Skip to content

Web Gemini Multimodal Filter

Filter v0.3.2

A powerful filter that provides multimodal capabilities (PDF, Office, Images, Audio, Video) to any model in OpenWebUI.


Overview

This plugin enables multimodal processing for any model by leveraging Gemini as an analyzer.
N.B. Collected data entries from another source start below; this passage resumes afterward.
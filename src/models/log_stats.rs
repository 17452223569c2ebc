use serde::{Deserialize, Serialize};

#[derive(Debug, Clone, Default, PartialEq, sqlx::FromRow, Serialize, Deserialize)]
pub struct LogStats {
    pub total_logs: i64,
    pub unique_users: i64,
    pub today_logs: i64,
    pub error_actions: i64,
}
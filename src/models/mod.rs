mod log_record;
mod log_stats;
mod user_profile;

pub use log_record::LogRecord;
pub use log_stats::LogStats;
pub use user_profile::UserProfile;
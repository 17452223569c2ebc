use std::collections::{BTreeSet, HashMap, HashSet};
use std::sync::atomic::{AtomicBool, Ordering};

use async_trait::async_trait;
use chrono::{DateTime, Utc};
use tokio::sync::RwLock;
use uuid::Uuid;

use crate::error::AppError;
use crate::models::{LogRecord, LogStats, UserProfile};
use crate::query::{matches_all, LogQuery, Predicate, SortOrder};

use super::LogStore;

/// In-process store holding logs, profiles and post titles. Profile names
/// are joined onto records at read time, like the Postgres store does.
#[derive(Default)]
pub struct MemoryLogStore {
    logs: RwLock<Vec<LogRecord>>,
    profiles: RwLock<Vec<UserProfile>>,
    posts: RwLock<HashMap<String, String>>,
    fail_counts: AtomicBool,
    fail_queries: AtomicBool,
}

impl MemoryLogStore {
    pub fn new() -> Self {
        Self::default()
    }

    pub async fn insert_log(&self, record: LogRecord) {
        self.logs.write().await.push(record);
    }

    pub async fn insert_profile(&self, profile: UserProfile) {
        self.profiles.write().await.push(profile);
    }

    pub async fn insert_post(&self, id: impl Into<String>, title: impl Into<String>) {
        self.posts.write().await.insert(id.into(), title.into());
    }

    /// Makes count requests fail until reset.
    pub fn set_fail_counts(&self, fail: bool) {
        self.fail_counts.store(fail, Ordering::SeqCst);
    }

    /// Makes every non-count request fail until reset.
    pub fn set_fail_queries(&self, fail: bool) {
        self.fail_queries.store(fail, Ordering::SeqCst);
    }

    pub fn set_failing(&self, fail: bool) {
        self.set_fail_counts(fail);
        self.set_fail_queries(fail);
    }

    fn check(&self, flag: &AtomicBool) -> Result<(), AppError> {
        if flag.load(Ordering::SeqCst) {
            Err(AppError::Internal("log store unavailable".to_string()))
        } else {
            Ok(())
        }
    }
}

#[async_trait]
impl LogStore for MemoryLogStore {
    async fn count(&self, predicates: &[Predicate]) -> Result<i64, AppError> {
        self.check(&self.fail_counts)?;
        let logs = self.logs.read().await;
        Ok(logs.iter().filter(|r| matches_all(predicates, r)).count() as i64)
    }

    async fn query(&self, query: &LogQuery) -> Result<Vec<LogRecord>, AppError> {
        self.check(&self.fail_queries)?;
        let logs = self.logs.read().await;
        let profiles = self.profiles.read().await;

        let mut matching: Vec<&LogRecord> = logs
            .iter()
            .filter(|r| matches_all(&query.predicates, r))
            .collect();

        match query.order {
            SortOrder::NewestFirst => {
                matching.sort_by(|a, b| b.created_at.cmp(&a.created_at).then(b.id.cmp(&a.id)))
            }
        }

        let (skip, take) = match query.window {
            Some(w) => (w.offset.max(0) as usize, w.limit.max(0) as usize),
            None => (0, usize::MAX),
        };

        Ok(matching
            .into_iter()
            .skip(skip)
            .take(take)
            .map(|r| {
                let mut record = r.clone();
                record.user_name = record.authenticated_id.and_then(|id| {
                    profiles.iter().find(|p| p.id == id).map(|p| p.name.clone())
                });
                record
            })
            .collect())
    }

    async fn list_distinct_actions(&self) -> Result<Vec<String>, AppError> {
        self.check(&self.fail_queries)?;
        let logs = self.logs.read().await;
        let actions: BTreeSet<&str> = logs.iter().map(|r| r.user_action.as_str()).collect();
        Ok(actions.into_iter().map(str::to_string).collect())
    }

    async fn list_user_profiles(&self) -> Result<Vec<UserProfile>, AppError> {
        self.check(&self.fail_queries)?;
        let mut profiles = self.profiles.read().await.clone();
        profiles.sort_by(|a, b| a.name.cmp(&b.name));
        Ok(profiles)
    }

    async fn get_post_title(&self, post_id: &str) -> Result<Option<String>, AppError> {
        self.check(&self.fail_queries)?;
        Ok(self.posts.read().await.get(post_id).cloned())
    }

    async fn stats(&self, since: DateTime<Utc>) -> Result<LogStats, AppError> {
        self.check(&self.fail_queries)?;
        let logs = self.logs.read().await;
        let unique: HashSet<Uuid> = logs.iter().filter_map(|r| r.authenticated_id).collect();

        Ok(LogStats {
            total_logs: logs.len() as i64,
            unique_users: unique.len() as i64,
            today_logs: logs.iter().filter(|r| r.created_at >= since).count() as i64,
            error_actions: logs
                .iter()
                .filter(|r| r.user_action.to_lowercase().contains("error"))
                .count() as i64,
        })
    }
}
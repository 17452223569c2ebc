use askama::Template;
use axum::extract::{Path, Query, State};
use axum::response::{Html, IntoResponse};
use chrono::Utc;

use crate::auth::extractor::AdminUser;
use crate::error::AppError;
use crate::export::format_timestamp;
use crate::filter::LogFilterParams;
use crate::lookups;
use crate::models::{LogRecord, LogStats};
use crate::pagination::PaginationState;
use crate::routes::logs::PageParams;
use crate::state::SharedState;

#[derive(Template)]
#[template(path = "logs/index.html")]
#[allow(dead_code)]
struct LogsPageTemplate {
    user_name: String,
    stats: LogStats,
    search: String,
    start: String,
    end: String,
    actions: Vec<SelectOption>,
    users: Vec<SelectOption>,
}

#[allow(dead_code)]
struct SelectOption {
    value: String,
    label: String,
    selected: bool,
}

#[derive(Template)]
#[template(path = "logs/table.html")]
#[allow(dead_code)]
struct LogsTableTemplate {
    rows: Vec<LogRow>,
    total: i64,
    page: i64,
    total_pages: i64,
    has_prev: bool,
    has_next: bool,
    showing_from: i64,
    showing_to: i64,
}

#[allow(dead_code)]
struct LogRow {
    id: String,
    action: String,
    user: String,
    ip: String,
    user_agent: String,
    timestamp: String,
    metadata: String,
    /// Empty when the metadata does not reference a post.
    post_id: String,
}

impl From<LogRecord> for LogRow {
    fn from(log: LogRecord) -> Self {
        let post_id = log
            .metadata
            .get("post_id")
            .map(|v| match v {
                serde_json::Value::String(s) => s.clone(),
                other => other.to_string(),
            })
            .unwrap_or_default();

        LogRow {
            id: log.id.to_string(),
            action: log.user_action,
            user: log.user_name.unwrap_or_else(|| "Unknown".to_string()),
            ip: log.ip_address.unwrap_or_else(|| "N/A".to_string()),
            user_agent: log.user_agent.unwrap_or_else(|| "N/A".to_string()),
            timestamp: format_timestamp(log.created_at),
            metadata: serde_json::to_string_pretty(&log.metadata).unwrap_or_default(),
            post_id,
        }
    }
}

pub async fn index(
    AdminUser(admin): AdminUser,
    State(state): State<SharedState>,
    Query(params): Query<LogFilterParams>,
) -> Result<impl IntoResponse, AppError> {
    let store = state.store.as_ref();
    let (stats, action_names, profiles) = tokio::join!(
        lookups::stats(store, Utc::now()),
        lookups::action_options(store),
        lookups::user_options(store),
    );

    let selected_action = params.action.clone().unwrap_or_default();
    let selected_user = params.user_id.clone().unwrap_or_default();

    let actions = action_names
        .into_iter()
        .map(|name| SelectOption {
            selected: name == selected_action,
            label: name.clone(),
            value: name,
        })
        .collect();

    let users = profiles
        .into_iter()
        .map(|p| {
            let value = p.id.to_string();
            SelectOption {
                selected: value == selected_user,
                label: p.name,
                value,
            }
        })
        .collect();

    let template = LogsPageTemplate {
        user_name: admin.name,
        stats,
        search: params.search.unwrap_or_default(),
        start: params.start.unwrap_or_default(),
        end: params.end.unwrap_or_default(),
        actions,
        users,
    };
    Ok(Html(template.render().unwrap_or_default()))
}

/// The table body and pagination footer. On a failed fetch this returns an
/// error status, which htmx does not swap in, so the previous table stays.
/// The rendered table carries the page it shows, which Refresh sends back.
pub async fn table_partial(
    _admin: AdminUser,
    State(state): State<SharedState>,
    Query(filters): Query<LogFilterParams>,
    Query(paging): Query<PageParams>,
) -> Result<impl IntoResponse, AppError> {
    let filters = filters.into_filters()?;
    let page = paging.page.unwrap_or(1).max(1);

    let fetched = state.fetcher.fetch(&filters, page).await?;

    let pagination = PaginationState {
        current_page: fetched.page,
        total_count: fetched.total,
        total_pages: fetched.total_pages,
        page_size: fetched.per_page,
    };
    let (showing_from, showing_to) = pagination.showing_range();

    let template = LogsTableTemplate {
        rows: fetched.logs.into_iter().map(LogRow::from).collect(),
        total: fetched.total,
        page: fetched.page,
        total_pages: fetched.total_pages,
        has_prev: pagination.has_prev(),
        has_next: pagination.has_next(),
        showing_from,
        showing_to,
    };
    Ok(Html(template.render().unwrap_or_default()))
}

#[derive(Template)]
#[template(
    source = r#"{% if found %}<span class="post-title">{{ title }}</span>{% else %}<span class="post-title muted">Unknown post</span>{% endif %}"#,
    ext = "html"
)]
struct PostTitleTemplate {
    title: String,
    found: bool,
}

pub async fn post_title_partial(
    _admin: AdminUser,
    State(state): State<SharedState>,
    Path(id): Path<String>,
) -> impl IntoResponse {
    let title = lookups::post_title(state.store.as_ref(), &id).await;
    let template = PostTitleTemplate {
        found: title.is_some(),
        title: title.unwrap_or_default(),
    };
    Html(template.render().unwrap_or_default())
}
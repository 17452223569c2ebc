use axum::extract::{Query, State};
use axum::http::{header, StatusCode};
use axum::response::{IntoResponse, Response};
use axum::Json;
use chrono::Utc;
use serde::Deserialize;

use crate::auth::extractor::AdminUser;
use crate::error::AppError;
use crate::export;
use crate::fetcher::FetchedPage;
use crate::filter::LogFilterParams;
use crate::state::SharedState;

#[derive(Deserialize)]
pub struct PageParams {
    pub page: Option<i64>,
}

pub async fn list(
    _admin: AdminUser,
    State(state): State<SharedState>,
    Query(filters): Query<LogFilterParams>,
    Query(paging): Query<PageParams>,
) -> Result<Json<FetchedPage>, AppError> {
    let filters = filters.into_filters()?;
    let page = paging.page.unwrap_or(1).max(1);

    let fetched = state.fetcher.fetch(&filters, page).await?;
    Ok(Json(fetched))
}

/// CSV download of every log matching the filters. The dashboard submits
/// its filter form here as a plain navigation, so failures answer
/// `204 No Content`: the browser stays on the page and no file is saved.
pub async fn export(
    AdminUser(admin): AdminUser,
    State(state): State<SharedState>,
    Query(filters): Query<LogFilterParams>,
) -> Response {
    let result = match filters.into_filters() {
        Ok(filters) => export::export_logs(state.store.as_ref(), &filters, Utc::now()).await,
        Err(e) => Err(e),
    };

    let export = match result {
        Ok(export) => export,
        Err(e) => {
            tracing::error!("Error exporting logs: {e}");
            return StatusCode::NO_CONTENT.into_response();
        }
    };

    tracing::info!(user_id = %admin.user_id, rows = export.rows, "Exported logs");

    (
        [
            (header::CONTENT_TYPE, "text/csv; charset=utf-8".to_string()),
            (
                header::CONTENT_DISPOSITION,
                format!("attachment; filename=\"{}\"", export.filename),
            ),
        ],
        export.body,
    )
        .into_response()
}
use sqlx::PgPool;

/// Post ids arrive from free-form log metadata, so they are compared as text.
pub async fn find_title(pool: &PgPool, post_id: &str) -> Result<Option<String>, sqlx::Error> {
    sqlx::query_scalar::<_, String>("SELECT title FROM post_content WHERE id::text = $1")
        .bind(post_id)
        .fetch_optional(pool)
        .await
}
pub mod auth_redirect;
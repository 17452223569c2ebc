use std::sync::Arc;

use crate::config::Config;
use crate::fetcher::ListFetcher;
use crate::store::SharedStore;

pub type SharedState = Arc<AppState>;

pub struct AppState {
    pub store: SharedStore,
    pub fetcher: ListFetcher,
    pub config: Config,
}
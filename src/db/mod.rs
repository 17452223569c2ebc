pub mod logs;
pub mod posts;
pub mod profiles;
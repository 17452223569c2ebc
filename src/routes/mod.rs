pub mod logs;
pub mod lookups;

use axum::routing::get;
use axum::Router;

use crate::state::SharedState;

pub fn api_routes() -> Router<SharedState> {
    Router::new()
        // Logs
        .route("/api/v1/logs", get(logs::list))
        .route("/api/v1/logs/export", get(logs::export))
        .route("/api/v1/logs/actions", get(lookups::actions))
        .route("/api/v1/logs/stats", get(lookups::stats))
        // Lookups
        .route("/api/v1/users", get(lookups::users))
        .route("/api/v1/posts/{id}/title", get(lookups::post_title))
}
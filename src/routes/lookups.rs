use axum::extract::{Path, State};
use axum::Json;
use chrono::Utc;
use serde_json::json;

use crate::auth::extractor::AdminUser;
use crate::lookups;
use crate::models::{LogStats, UserProfile};
use crate::state::SharedState;

pub async fn actions(_admin: AdminUser, State(state): State<SharedState>) -> Json<Vec<String>> {
    Json(lookups::action_options(state.store.as_ref()).await)
}

pub async fn users(_admin: AdminUser, State(state): State<SharedState>) -> Json<Vec<UserProfile>> {
    Json(lookups::user_options(state.store.as_ref()).await)
}

pub async fn stats(_admin: AdminUser, State(state): State<SharedState>) -> Json<LogStats> {
    Json(lookups::stats(state.store.as_ref(), Utc::now()).await)
}

pub async fn post_title(
    _admin: AdminUser,
    State(state): State<SharedState>,
    Path(id): Path<String>,
) -> Json<serde_json::Value> {
    let title = lookups::post_title(state.store.as_ref(), &id).await;
    Json(json!({ "post_id": id, "title": title }))
}
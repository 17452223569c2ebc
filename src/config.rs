use std::net::IpAddr;

#[derive(Debug, Clone)]
pub struct Config {
    pub database_url: String,
    pub jwt_secret: String,
    pub host: IpAddr,
    pub port: u16,
    pub login_url: String,
    pub run_migrations: bool,
    pub log_level: String,
}

impl Config {
    pub fn from_env() -> Result<Self, String> {
        let database_url = env_required("DATABASE_URL")?;
        let jwt_secret = env_required("JWT_SECRET")?;

        let host: IpAddr = env_or("LOGBOARD_HOST", "0.0.0.0")
            .parse()
            .map_err(|e| format!("Invalid LOGBOARD_HOST: {e}"))?;

        let port: u16 = env_or("LOGBOARD_PORT", "3000")
            .parse()
            .map_err(|e| format!("Invalid LOGBOARD_PORT: {e}"))?;

        let login_url = env_or("LOGBOARD_LOGIN_URL", "/login");

        let run_migrations = match env_or("LOGBOARD_RUN_MIGRATIONS", "true").as_str() {
            "true" | "1" | "yes" => true,
            "false" | "0" | "no" => false,
            other => return Err(format!("Invalid LOGBOARD_RUN_MIGRATIONS: '{other}'")),
        };

        let log_level = env_or("LOGBOARD_LOG_LEVEL", "info");

        Ok(Config {
            database_url,
            jwt_secret,
            host,
            port,
            login_url,
            run_migrations,
            log_level,
        })
    }
}

fn env_required(key: &str) -> Result<String, String> {
    std::env::var(key).map_err(|_| format!("Missing required environment variable: {key}"))
}

fn env_or(key: &str, default: &str) -> String {
    std::env::var(key).unwrap_or_else(|_| default.to_string())
}
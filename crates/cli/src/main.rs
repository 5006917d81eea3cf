//! offpage cache-warming entry point.
//!
//! Fetches each URL argument through the transport and writes it through
//! the content store, so a later document load starts from cache. Logging
//! goes to stderr; the key listing goes to stdout.

use anyhow::Result;
use tracing_subscriber::EnvFilter;

use offpage_core::AppConfig;
use offpage_view::CacheService;

#[tokio::main]
async fn main() -> Result<()> {
    tracing_subscriber::fmt()
        .with_env_filter(EnvFilter::from_default_env())
        .with_writer(std::io::stderr)
        .json()
        .init();

    let urls: Vec<String> = std::env::args().skip(1).collect();
    if urls.is_empty() {
        eprintln!("usage: offpage <url>...");
        std::process::exit(2);
    }

    let config = AppConfig::load()?;
    let service = CacheService::open(config).await?;

    let mut failed = false;
    for url in &urls {
        match service.warm(url).await {
            Ok((key, changed)) => {
                let state = if changed { "updated" } else { "unchanged" };
                println!("{key}  {state}  {url}");
            }
            Err(e) => {
                failed = true;
                tracing::error!("failed to warm {url}: {e}");
            }
        }
    }

    tracing::info!(entries = service.content().entry_count().await?, "cache warm complete");

    if failed {
        std::process::exit(1);
    }

    Ok(())
}
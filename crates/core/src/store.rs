//! On-disk content store, one file per cache key.
//!
//! Raw response bytes live under the application cache root, named by their
//! cache key. Entries are created or overwritten on every successful fetch
//! and never explicitly deleted; a missing entry is a normal cache miss,
//! not an error.

use std::io::Write;
use std::path::{Path, PathBuf};

use bytes::Bytes;
use sha2::{Digest, Sha256};

use crate::Error;

/// Handle to the file-backed content store.
#[derive(Clone, Debug)]
pub struct ContentStore {
    root: PathBuf,
}

impl ContentStore {
    /// Open the store, creating the cache root directory if absent.
    pub async fn open(root: impl Into<PathBuf>) -> Result<Self, Error> {
        let root = root.into();
        tokio::fs::create_dir_all(&root)
            .await
            .map_err(|e| Error::Storage(format!("create cache root {}: {e}", root.display())))?;
        Ok(Self { root })
    }

    /// The cache root directory.
    pub fn root(&self) -> &Path {
        &self.root
    }

    fn entry_path(&self, key: &str) -> PathBuf {
        self.root.join(key)
    }

    /// Read the bytes stored under a key.
    ///
    /// Returns None on a cache miss.
    pub async fn get(&self, key: &str) -> Result<Option<Bytes>, Error> {
        match tokio::fs::read(self.entry_path(key)).await {
            Ok(bytes) => Ok(Some(Bytes::from(bytes))),
            Err(e) if e.kind() == std::io::ErrorKind::NotFound => Ok(None),
            Err(e) => Err(Error::Storage(format!("read {key}: {e}"))),
        }
    }

    /// Write or overwrite the bytes stored under a key.
    ///
    /// The bytes land in a temp file in the cache root and are renamed into
    /// place, so a concurrent `get` observes either the previous entry or
    /// the new one, never a partial write.
    pub async fn put(&self, key: &str, bytes: Bytes) -> Result<(), Error> {
        let root = self.root.clone();
        let path = self.entry_path(key);
        let key = key.to_string();
        tokio::task::spawn_blocking(move || -> Result<(), Error> {
            let mut tmp = tempfile::NamedTempFile::new_in(&root)
                .map_err(|e| Error::Storage(format!("create temp file for {key}: {e}")))?;
            tmp.write_all(&bytes)
                .map_err(|e| Error::Storage(format!("write {key}: {e}")))?;
            tmp.persist(&path)
                .map_err(|e| Error::Storage(format!("persist {key}: {e}")))?;
            Ok(())
        })
        .await
        .map_err(|e| Error::Storage(format!("store worker failed: {e}")))?
    }

    /// Write only if the candidate bytes differ from the stored bytes.
    ///
    /// Compares content digests (absent entry = no match) and returns
    /// whether a write happened. Used by the background refresh to avoid
    /// redundant re-renders when a fetch returns byte-identical content.
    pub async fn put_if_changed(&self, key: &str, bytes: Bytes) -> Result<bool, Error> {
        if let Some(existing) = self.get(key).await?
            && content_digest(&existing) == content_digest(&bytes)
        {
            tracing::debug!("unchanged content for {key}, skipping write");
            return Ok(false);
        }
        self.put(key, bytes).await?;
        Ok(true)
    }

    /// Whether an entry exists for a key.
    pub async fn contains(&self, key: &str) -> Result<bool, Error> {
        match tokio::fs::metadata(self.entry_path(key)).await {
            Ok(_) => Ok(true),
            Err(e) if e.kind() == std::io::ErrorKind::NotFound => Ok(false),
            Err(e) => Err(Error::Storage(format!("stat {key}: {e}"))),
        }
    }

    /// Number of entries currently stored.
    pub async fn entry_count(&self) -> Result<usize, Error> {
        let mut entries = tokio::fs::read_dir(&self.root)
            .await
            .map_err(|e| Error::Storage(format!("read cache root: {e}")))?;
        let mut count = 0;
        while let Some(entry) = entries
            .next_entry()
            .await
            .map_err(|e| Error::Storage(format!("read cache root: {e}")))?
        {
            if entry.file_type().await.map(|t| t.is_file()).unwrap_or(false) {
                count += 1;
            }
        }
        Ok(count)
    }
}

fn content_digest(bytes: &[u8]) -> String {
    let mut hasher = Sha256::new();
    hasher.update(bytes);
    hex::encode(hasher.finalize())
}
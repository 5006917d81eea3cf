//! Transport capability consumed by the interceptor and the orchestrator.
//!
//! A transport is a one-shot asynchronous `fetch(url) -> bytes | failure`.
//! The production implementation wraps the HTTP fetch pipeline; tests
//! substitute scripted fakes.

use async_trait::async_trait;
use bytes::Bytes;
use url::Url;

use offpage_core::Error;

use crate::fetch::{FetchClient, FetchConfig};

/// One-shot asynchronous byte fetch for a logical URL.
#[async_trait]
pub trait Transport: Send + Sync {
    async fn fetch(&self, url: &Url) -> Result<Bytes, Error>;
}

/// Transport backed by the reqwest fetch pipeline.
pub struct HttpTransport {
    client: FetchClient,
}

impl HttpTransport {
    /// Create a transport with the given fetch configuration.
    pub fn new(config: FetchConfig) -> Result<Self, Error> {
        Ok(Self { client: FetchClient::new(config)? })
    }
}

#[async_trait]
impl Transport for HttpTransport {
    async fn fetch(&self, url: &Url) -> Result<Bytes, Error> {
        Ok(self.client.fetch(url).await?.bytes)
    }
}

#[cfg(test)]
mod tests {
    use super::*;

    #[tokio::test]
    async fn test_http_transport_new() {
        let transport = HttpTransport::new(FetchConfig::default());
        assert!(transport.is_ok());
    }
}
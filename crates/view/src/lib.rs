//! Cache-fronted document viewing for offpage.
//!
//! This crate provides:
//! - The rendering-surface capability seam and its event type
//! - The intercepted-task registry
//! - The custom-scheme request interceptor
//! - The document load orchestrator
//! - The cache service composition root

pub mod interceptor;
pub mod orchestrator;
pub mod service;
pub mod surface;
pub mod task;

#[cfg(test)]
pub(crate) mod testing;

pub use interceptor::SchemeInterceptor;
pub use orchestrator::DocumentLoader;
pub use service::CacheService;
pub use surface::{RenderSurface, SurfaceEvent};
pub use task::{InterceptedTask, LoadFailure, ResponseMeta, TaskId, TaskRegistry};
//! HTTP fetch pipeline.
//!
//! One-shot GET of a logical URL with:
//! - Max redirects: 5 (configurable)
//! - Max body bytes: 5MB (configurable)
//! - Request timeout: 20s (configurable)

use std::time::{Duration, Instant};

use bytes::Bytes;
use reqwest::{Client, StatusCode, Url, header};

use offpage_core::Error;

/// Configuration for the fetch client.
#[derive(Debug, Clone)]
pub struct FetchConfig {
    /// User agent string (default: "offpage/0.1")
    pub user_agent: String,

    /// Maximum response body size in bytes (default: 5MB)
    pub max_bytes: usize,

    /// Request timeout (default: 20s)
    pub timeout: Duration,

    /// Maximum number of redirects to follow (default: 5)
    pub max_redirects: usize,
}

impl Default for FetchConfig {
    fn default() -> Self {
        Self {
            user_agent: "offpage/0.1".to_string(),
            max_bytes: 5 * 1024 * 1024,
            timeout: Duration::from_millis(20000),
            max_redirects: 5,
        }
    }
}

/// Response from a fetch operation.
#[derive(Debug, Clone)]
pub struct FetchResponse {
    /// The original URL requested
    pub url: Url,
    /// The final URL after redirects
    pub final_url: Url,
    /// HTTP status code
    pub status: StatusCode,
    /// Content-Type header
    pub content_type: Option<String>,
    /// Response body bytes
    pub bytes: Bytes,
    /// Time taken to fetch in milliseconds
    pub fetch_ms: u64,
}

/// HTTP fetch client with redirect and size limits.
pub struct FetchClient {
    http: Client,
    config: FetchConfig,
}

impl FetchClient {
    /// Create a new fetch client with the given configuration.
    pub fn new(config: FetchConfig) -> Result<Self, Error> {
        let http = Client::builder()
            .user_agent(&config.user_agent)
            .timeout(config.timeout)
            .redirect(reqwest::redirect::Policy::limited(config.max_redirects))
            .use_rustls_tls()
            .gzip(true)
            .brotli(true)
            .deflate(true)
            .build()
            .map_err(|e| Error::HttpError(format!("failed to build HTTP client: {}", e)))?;

        Ok(Self { http, config })
    }

    /// Fetch a URL, returning raw bytes and metadata.
    ///
    /// The URL is expected to be in canonical logical form (see
    /// `offpage_core::addressing::canonicalize`). Non-success statuses are
    /// reported as errors so callers treat them as fetch failures.
    pub async fn fetch(&self, url: &Url) -> Result<FetchResponse, Error> {
        let start = Instant::now();

        let request = self.http.get(url.as_str()).header(
            "Accept",
            "text/html,application/xhtml+xml,application/xml;q=0.9,*/*;q=0.8",
        );

        let response = request.send().await.map_err(|e| {
            if e.is_timeout() {
                Error::FetchTimeout(format!("{}", url))
            } else {
                Error::HttpError(format!("network error: {}", e))
            }
        })?;

        let status = response.status();

        if !status.is_success() {
            return Err(Error::HttpError(format!("status {}", status.as_u16())));
        }

        let content_length = response.content_length();
        if let Some(len) = content_length
            && len as usize > self.config.max_bytes
        {
            return Err(Error::FetchTooLarge(format!(
                "{} bytes exceeds {}",
                len, self.config.max_bytes
            )));
        }

        let final_url = response.url().clone();
        let headers = response.headers().clone();

        let bytes = response
            .bytes()
            .await
            .map_err(|e| Error::HttpError(format!("failed to read response: {}", e)))?;

        if bytes.len() > self.config.max_bytes {
            return Err(Error::FetchTooLarge(format!(
                "{} bytes exceeds {}",
                bytes.len(),
                self.config.max_bytes
            )));
        }

        let content_type = headers
            .get(header::CONTENT_TYPE)
            .and_then(|v| v.to_str().ok())
            .map(|s| s.to_string());

        let fetch_ms = start.elapsed().as_millis() as u64;

        tracing::debug!(
            "fetched {} -> {} in {}ms ({} bytes)",
            url,
            final_url,
            fetch_ms,
            bytes.len()
        );

        Ok(FetchResponse { url: url.clone(), final_url, status, content_type, bytes, fetch_ms })
    }

    /// Get reference to the configuration.
    pub fn config(&self) -> &FetchConfig {
        &self.config
    }
}

#[cfg(test)]
mod tests {
    use super::*;

    #[test]
    fn test_fetch_config_default() {
        let config = FetchConfig::default();
        assert_eq!(config.user_agent, "offpage/0.1");
        assert_eq!(config.max_bytes, 5 * 1024 * 1024);
        assert_eq!(config.timeout, Duration::from_millis(20000));
        assert_eq!(config.max_redirects, 5);
    }

    #[test]
    fn test_fetch_response_fields() {
        let response = FetchResponse {
            url: Url::parse("https://example.com").unwrap(),
            final_url: Url::parse("https://example.com/redirected").unwrap(),
            status: StatusCode::OK,
            content_type: Some("text/html".to_string()),
            bytes: Bytes::new(),
            fetch_ms: 100,
        };

        assert_eq!(response.url.as_str(), "https://example.com/");
        assert_eq!(response.final_url.as_str(), "https://example.com/redirected");
        assert_eq!(response.status, StatusCode::OK);
        assert_eq!(response.content_type, Some("text/html".to_string()));
        assert_eq!(response.fetch_ms, 100);
    }

    #[tokio::test]
    async fn test_fetch_client_new() {
        let config = FetchConfig::default();
        let client = FetchClient::new(config);
        assert!(client.is_ok());
    }
}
It supports direct file processing for Gemini models and "Analyzer Mode" for other models (like DeepSeek, Llama), where Gemini analyzes the file and injects the result as context.

Features

  • Multimodal Support: Process PDF, Word, Excel, PowerPoint, EPUB, MP3, MP4, and Images.
  • Smart Routing:
    • Direct Mode: Files are passed directly to Gemini models.
    • Analyzer Mode: Files are analyzed by Gemini, and results are injected into the context for other models.
  • Persistent Context: Maintains session history across multiple turns using OpenWebUI Chat ID.
  • Deduplication: Automatically tracks analyzed file hashes to prevent redundant processing.
  • Subtitle Enhancement: Specialized mode for generating high-quality SRT subtitles from video/audio.

Installation

  1. Download the plugin file: web_gemini_multimodel.py
  2. Upload to OpenWebUI: Admin PanelSettingsFunctions
  3. Configure the Gemini Adapter URL and other settings.
  4. Enable the filter globally or per chat.

Configuration

Option Type Default Description
gemini_adapter_url string http://... URL of the Gemini Adapter service
target_model_keyword string "webgemini" Keyword to identify Gemini models
mode string "auto" auto, direct, or analyzer
analyzer_base_model_id string "gemini-3.0-pro" Model used for document analysis
subtitle_keywords string "字幕,srt" Keywords to trigger subtitle flow

Usage

  1. Upload a file (PDF, Image, Video, etc.) in the chat.
  2. Ask a question about the file.
  3. The plugin will automatically process the file and provide context to your selected model.